Dorothy Evans said...

Must admit this one passed me by - sounds intriguing, thanks for the pointer.

Auto Title Loans said...

I have watched a lot of Hitchcock movies in my time, but haven't ever come across Rope. It sounds like this book I read called "The Secret History." I'm going to have to look into it now; I just love him!

Luana Krause said...

Hi, Dorothy: I never would have heard of it either if it wasn't in the Hitchcock DVD collection my son bought me for Christmas a few years ago. It's one of my favorites.

Luana Krause said...

Ava: This movie is amazing. I've watched it several times; it's one of those movie where you discover new things every time you see it.

Craig Edwards said...

Wow - GREAT movie to highlight! Hitchcock was so cool, experimenting with different methods to challenge himself as a filmmaker - could I make a film that juggles several characters in a small boat? - could I make a film in several 10 minute takes and blend them into what appears to be one continuous shot? The technical details of what was done to make this movie work so well are flabbergasting - the sky outside the apartment changes with the time passing, for example. And can you just imagine the absolute fear the crew must have had in the last three minutes of each take, knowing that a blown line or dropped prop would initiate a whole new ten minute go at it? One show I worked on did a five or six minute scene in one take - those takes seemed to last FOREVER. Another movie that uses the same "fake single take" idea is Running Time with Bruce Campbell (a guy gets out of prison, and pulls off the heist he's been planning with his pals, all in about 80 minutes). The movie is made in more pieces than Rope - but it's fun watching how they blend the various shots together into one long one. In a connected by slightly different vein there are also a few "real-time" movies, not single take - but movies that take place in the same amount of story time as the film runs - but a couple are pretty obscure, so let's get the titles out there for those so inclined: High Noon with Gary Cooper (though I DESPISE this movie - it is "real-time"); The Sadist with Arch Hall Jr (obscure oldie about a giggling psycho and his girlfriend taking three teachers hostage plays out in the same 90 minutes the movie runs); and Nick of Time with Johnny Depp (guy gets dragged into gubernatorial assassination plot which is going to occur in an hour and a half). I'm sure there are more - but all of these are definitely at least worth a look if someone is intrigued by this kind of movie.

Luana Krause said...

Craig: I agree. Rope was brilliant. The window depicting the passage was genius, and thanks for bringing up the anxiety of the crew in last part of the long takes...I hadn't thought of that but I'm sure that's what they were thinking. LOL.

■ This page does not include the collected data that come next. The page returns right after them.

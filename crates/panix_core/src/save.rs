//! Versioned save files.
//!
//! A save combines every manager's save data under one version tag. JSON is
//! the interchange format; bincode snapshots of the same structure are used
//! by the headless tools for speed. Paths ending in `.json` select JSON.

use std::path::Path;

use serde::{Deserialize, Serialize};

use crate::crafting::CraftingSaveData;
use crate::drones::DroneSaveData;
use crate::error::{GameError, Result};
use crate::game::Game;
use crate::resources::ResourceSaveData;
use crate::structures::StructureSaveData;

/// Save format version this build reads and writes.
pub const SAVE_VERSION: &str = "1.0";

/// Complete persisted game.
#[derive(Debug, Clone, PartialEq, Serialize, Deserialize)]
#[serde(rename_all = "camelCase")]
pub struct SaveData {
    /// Format version.
    pub version: String,
    /// Host time of the save, milliseconds.
    pub timestamp: u64,
    /// Resource ledger.
    pub resources: ResourceSaveData,
    /// Component inventory.
    pub crafting: CraftingSaveData,
    /// Drones and deployments.
    pub drones: DroneSaveData,
    /// Structure table.
    pub structures: StructureSaveData,
    /// Simulated milliseconds played.
    #[serde(default)]
    pub elapsed_ms: f64,
}

/// Header fields, readable without restoring.
#[derive(Debug, Clone, PartialEq, Eq, Serialize, Deserialize)]
pub struct SaveInfo {
    /// Format version.
    pub version: String,
    /// Host time of the save, milliseconds.
    pub timestamp: u64,
}

fn is_json(path: &Path) -> bool {
    path.extension().is_some_and(|ext| ext.eq_ignore_ascii_case("json"))
}

fn check_version(found: &str) -> Result<()> {
    if found == SAVE_VERSION {
        Ok(())
    } else {
        Err(GameError::SaveVersionMismatch {
            expected: SAVE_VERSION.to_string(),
            found: found.to_string(),
        })
    }
}

impl SaveData {
    /// Snapshot a game.
    #[must_use]
    pub fn capture(game: &Game, timestamp: u64) -> Self {
        Self {
            version: SAVE_VERSION.to_string(),
            timestamp,
            resources: game.resources.save_data(),
            crafting: game.crafting.save_data(),
            drones: game.drones.save_data(),
            structures: game.structures.save_data(),
            elapsed_ms: game.elapsed_ms(),
        }
    }

    /// Load this snapshot into a game, replacing its state.
    ///
    /// Drones are re-placed onto a cleared grid. The structure table's
    /// `lastUpdateTime` becomes the reference for the next
    /// [`Game::resume`], so time spent away is credited.
    ///
    /// # Errors
    ///
    /// Returns [`GameError::SaveVersionMismatch`] for other versions; the
    /// game is untouched in that case.
    pub fn restore(&self, game: &mut Game) -> Result<()> {
        check_version(&self.version)?;

        game.resources.load_save_data(&self.resources);
        game.crafting.load_save_data(&self.crafting);
        game.reload_drones(&self.drones);
        game.structures.load_save_data(&self.structures);
        game.set_progress(self.elapsed_ms, self.structures.last_update_time);

        tracing::info!(
            timestamp = self.timestamp,
            drones = game.drones.total_built(),
            structures = game.structures.len(),
            "Save restored"
        );
        Ok(())
    }

    /// Header of this save.
    #[must_use]
    pub fn info(&self) -> SaveInfo {
        SaveInfo {
            version: self.version.clone(),
            timestamp: self.timestamp,
        }
    }

    /// Encode as pretty JSON.
    ///
    /// # Errors
    ///
    /// Serialization failure.
    pub fn to_json(&self) -> Result<String> {
        serde_json::to_string_pretty(self).map_err(|e| GameError::SaveFormat(e.to_string()))
    }

    /// Decode JSON, rejecting other versions.
    ///
    /// # Errors
    ///
    /// Malformed JSON or version mismatch.
    pub fn from_json(json: &str) -> Result<Self> {
        let data: Self =
            serde_json::from_str(json).map_err(|e| GameError::SaveFormat(e.to_string()))?;
        check_version(&data.version)?;
        Ok(data)
    }

    /// Encode with bincode.
    ///
    /// # Errors
    ///
    /// Serialization failure.
    pub fn to_bytes(&self) -> Result<Vec<u8>> {
        bincode::serialize(self)
            .map_err(|e| GameError::SaveFormat(format!("Failed to serialize save: {e}")))
    }

    /// Decode bincode, rejecting other versions.
    ///
    /// # Errors
    ///
    /// Malformed bytes or version mismatch.
    pub fn from_bytes(bytes: &[u8]) -> Result<Self> {
        let data: Self = bincode::deserialize(bytes)
            .map_err(|e| GameError::SaveFormat(format!("Failed to deserialize save: {e}")))?;
        check_version(&data.version)?;
        Ok(data)
    }

    /// Write to a file, JSON for `.json` paths and bincode otherwise.
    ///
    /// # Errors
    ///
    /// Encoding or IO failure.
    pub fn save_to_path(&self, path: impl AsRef<Path>) -> Result<()> {
        let path = path.as_ref();
        let bytes = if is_json(path) {
            self.to_json()?.into_bytes()
        } else {
            self.to_bytes()?
        };
        std::fs::write(path, bytes).map_err(|e| GameError::io(path, e))?;
        tracing::info!(path = %path.display(), "Game saved");
        Ok(())
    }

    /// Read a file written by [`SaveData::save_to_path`].
    ///
    /// # Errors
    ///
    /// IO failure, malformed contents or version mismatch.
    pub fn load_from_path(path: impl AsRef<Path>) -> Result<Self> {
        let path = path.as_ref();
        let bytes = std::fs::read(path).map_err(|e| GameError::io(path, e))?;
        let data = if is_json(path) {
            let text = String::from_utf8(bytes).map_err(|e| GameError::SaveFormat(e.to_string()))?;
            Self::from_json(&text)?
        } else {
            Self::from_bytes(&bytes)?
        };
        tracing::info!(path = %path.display(), timestamp = data.timestamp, "Save loaded");
        Ok(data)
    }
}

impl SaveInfo {
    /// Read only the header of a save file. Does not check the version.
    ///
    /// # Errors
    ///
    /// IO failure or malformed contents.
    pub fn read(path: impl AsRef<Path>) -> Result<Self> {
        let path = path.as_ref();
        let bytes = std::fs::read(path).map_err(|e| GameError::io(path, e))?;
        if is_json(path) {
            serde_json::from_slice(&bytes).map_err(|e| GameError::SaveFormat(e.to_string()))
        } else {
            bincode::deserialize(&bytes).map_err(|e| GameError::SaveFormat(e.to_string()))
        }
    }
}

#[cfg(test)]
mod tests {
    use super::*;
    use crate::data::{BASIC_GATHERER, SOLAR_PANEL};

    fn played_game() -> Game {
        let mut game = Game::default();
        for id in ["iron", "silicon", "energy"] {
            game.add_resource(id, 500.0);
        }
        for kind in ["chassis", "circuit", "powerCore"] {
            game.craft_component(kind).unwrap();
            game.craft_component(kind).unwrap();
        }
        game.build_drone(BASIC_GATHERER).unwrap();
        game.build_drone(BASIC_GATHERER).unwrap();

        let energy = game
            .grid()
            .tiles()
            .find(|t| t.tile_type.id() == "energy")
            .map(|t| t.coord)
            .unwrap();
        game.deploy_drone(energy).unwrap();

        let empty = game
            .grid()
            .tiles()
            .find(|t| t.tile_type.is_empty())
            .map(|t| t.coord)
            .unwrap();
        game.build_structure(SOLAR_PANEL, empty, 77).unwrap();
        game.tick(1234.5);
        game
    }

    #[test]
    fn test_restore_reproduces_state() {
        let game = played_game();
        let data = SaveData::capture(&game, 1000);

        let mut restored = Game::default();
        data.restore(&mut restored).unwrap();

        assert_eq!(SaveData::capture(&restored, 1000), data);
        assert_eq!(restored.grid().total_deployed(), 1);
        assert_eq!(restored.drones().available_drones(), 1);
    }

    #[test]
    fn test_restore_over_existing_game_clears_drones() {
        let game = played_game();
        let data = SaveData::capture(&game, 0);

        let mut target = played_game();
        data.restore(&mut target).unwrap();
        assert_eq!(target.grid().total_deployed(), 1);
    }

    #[test]
    fn test_json_and_bincode_agree() {
        let data = SaveData::capture(&played_game(), 42);
        let from_json = SaveData::from_json(&data.to_json().unwrap()).unwrap();
        let from_bytes = SaveData::from_bytes(&data.to_bytes().unwrap()).unwrap();
        assert_eq!(from_json, data);
        assert_eq!(from_bytes, data);
    }

    #[test]
    fn test_json_shape() {
        let data = SaveData::capture(&played_game(), 42);
        let json: serde_json::Value = serde_json::from_str(&data.to_json().unwrap()).unwrap();
        assert_eq!(json["version"], "1.0");
        assert_eq!(json["timestamp"], 42);
        assert!(json["resources"]["resources"]["iron"].is_number());
        assert!(json["crafting"]["totalCrafted"].is_object());
        assert_eq!(json["drones"]["totalBuilt"], 2);
        assert_eq!(json["structures"]["structures"][0]["buildTime"], 77);
    }

    #[test]
    fn test_version_mismatch_rejected() {
        let mut data = SaveData::capture(&Game::default(), 0);
        data.version = "0.9".to_string();

        let mut game = Game::default();
        let err = data.restore(&mut game).unwrap_err();
        assert!(matches!(err, GameError::SaveVersionMismatch { .. }));

        let json = serde_json::to_string(&data).unwrap();
        assert!(SaveData::from_json(&json).is_err());
    }

    #[test]
    fn test_save_to_path_by_extension() {
        let dir = tempfile::tempdir().unwrap();
        let data = SaveData::capture(&played_game(), 9);

        for name in ["save.json", "save.bin"] {
            let path = dir.path().join(name);
            data.save_to_path(&path).unwrap();
            assert_eq!(SaveData::load_from_path(&path).unwrap(), data);
            let info = SaveInfo::read(&path).unwrap();
            assert_eq!(info, data.info());
        }

        let text = std::fs::read_to_string(dir.path().join("save.json")).unwrap();
        assert!(text.contains("\"availableDrones\""));
    }

    #[test]
    fn test_restore_then_resume_credits_offline_time() {
        let mut game = Game::default();
        game.resume(10_000);
        let data = SaveData::capture(&game, 10_000);

        let mut restored = Game::default();
        data.restore(&mut restored).unwrap();
        assert_eq!(restored.resume(15_000), 5_000);
        assert_eq!(restored.resources().resource("iron"), 5);
    }

    #[test]
    fn test_missing_file() {
        let err = SaveData::load_from_path("/nonexistent/panix.json").unwrap_err();
        assert!(matches!(err, GameError::Io { .. }));
    }
}
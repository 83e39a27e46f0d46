//! Type registry subsystem
//!
//! Rewriters consult the registry to:
//! - validate type names used in their configuration
//! - find revision-valued attributes, inherited down the supertype chain
//! - translate identities into the destination schema
//!
//! The registry is built once before any event is processed and is read-only
//! afterwards.

mod errors;
mod loader;
mod registry;
mod types;

pub use errors::{SchemaError, SchemaResult};
pub use loader::{SchemaDocument, SchemaLoader};
pub use registry::{SchemaRegistry, TypeRegistry};
pub use types::{AttributeDef, AttributeKind, TypeDescriptor};
//! Lookup of revision-valued attributes per type
//!
//! Sources, merged per type and inherited down the supertype chain:
//! - the configured map of type name to attribute names
//! - attributes the type registry declares with kind `revision`
//!
//! The supertype chains are captured once at construction. Merged sets are
//! memoized per type name on first use.

use std::collections::{BTreeMap, BTreeSet, HashMap};
use std::sync::Arc;

use crate::rewrite::{RewriteError, RewriteResult};
use crate::schema::{AttributeKind, TypeRegistry};

#[derive(Debug, Clone, Default)]
pub struct RevisionAttributes {
    declared: HashMap<String, BTreeSet<String>>,
    supertypes: HashMap<String, Vec<String>>,
    cache: HashMap<String, Arc<BTreeSet<String>>>,
}

impl RevisionAttributes {
    /// No revision-valued attributes at all. Only object keys are remapped.
    pub fn none() -> Self {
        Self::default()
    }

    /// Configured attributes without a registry. No inheritance.
    pub fn from_config(configured: BTreeMap<String, BTreeSet<String>>) -> Self {
        Self {
            declared: configured.into_iter().collect(),
            ..Self::default()
        }
    }

    /// Configured attributes merged with the registry's declarations.
    ///
    /// Every configured type must exist in the registry.
    pub fn with_registry(
        configured: BTreeMap<String, BTreeSet<String>>,
        registry: &dyn TypeRegistry,
    ) -> RewriteResult<Self> {
        for type_name in configured.keys() {
            if !registry.contains_type(type_name) {
                return Err(RewriteError::configuration(format!(
                    "revision attributes configured for unknown type '{}'",
                    type_name
                )));
            }
        }

        let mut declared: HashMap<String, BTreeSet<String>> = configured.into_iter().collect();
        let mut supertypes = HashMap::new();
        for name in registry.type_names() {
            let ty = registry.resolve_type(name)?;
            let own: Vec<String> = ty
                .attributes_of_kind(AttributeKind::Revision)
                .map(str::to_string)
                .collect();
            if !own.is_empty() {
                declared.entry(name.to_string()).or_default().extend(own);
            }
            let chain = registry.supertypes(ty)?.into_iter().map(|s| s.name.clone()).collect();
            supertypes.insert(name.to_string(), chain);
        }

        Ok(Self {
            declared,
            supertypes,
            cache: HashMap::new(),
        })
    }

    /// Revision-valued attributes of `type_name`, including inherited ones.
    pub fn for_type(&mut self, type_name: &str) -> Arc<BTreeSet<String>> {
        if let Some(hit) = self.cache.get(type_name) {
            return Arc::clone(hit);
        }
        let mut merged = self.declared.get(type_name).cloned().unwrap_or_default();
        if let Some(chain) = self.supertypes.get(type_name) {
            for supertype in chain {
                if let Some(attrs) = self.declared.get(supertype) {
                    merged.extend(attrs.iter().cloned());
                }
            }
        }
        let merged = Arc::new(merged);
        self.cache.insert(type_name.to_string(), Arc::clone(&merged));
        merged
    }
}
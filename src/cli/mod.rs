//! CLI module for history-replay
//!
//! Provides command-line interface for:
//! - replay: run a configured replay
//! - check: validate a configuration without running it
//! - dump: print a store's change-sets

mod args;
mod commands;
mod errors;
mod io;

pub use args::{Cli, Command};
pub use commands::{check, dump, replay, run, run_command};
pub use errors::{CliError, CliResult};
pub use io::{write_line, write_response};
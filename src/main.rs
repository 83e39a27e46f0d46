//! history-replay CLI entry point
//!
//! Parses arguments, dispatches to the CLI module, prints errors to stderr
//! and exits non-zero on failure. All logic lives in `cli`.

use history_replay::cli;

fn main() {
    if let Err(e) = cli::run() {
        eprintln!("{}", e);
        std::process::exit(1);
    }
}
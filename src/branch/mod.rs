//! Branch renumbering
//!
//! - [`BranchModificator`] shifts branch ids by a signed delta
//! - [`BranchTypeFilter`] prunes and extends the types a new branch copies

mod modificator;
mod types;

pub use modificator::BranchModificator;
pub use types::BranchTypeFilter;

Nick of Time was excellent and the "real passage of time" idea worked with this movie. This is the kind of movie I like to watch over and over again. It takes a lot of planning (and brilliant pun intended)
to be able to pull it off. Makes me wonder what Hitchcock would have done with this idea...seems like it would be right up his alley. It creates incredible suspense when the clock is ticking. Literally.

I regret that I've never seen High Noon. It's one of the classics that has passed me by. Rather unfortunate as it's often referenced in my film studies.

Luana Krause said...

Another interesting thing I discovered about Rope is that the murderers were homosexual partners. In the British play, this relationship was apparent. In England it was not such a big deal. Here in America, however, it was taboo. Thus the script had to be revised to remove any suggestion of homosexuality, as well as British jargon. Watch "T Making of Alfred Hitchcock's Rope" on YouTube and listen to Arthur Laurents's remarks about this. Laurents wrote the screenplay.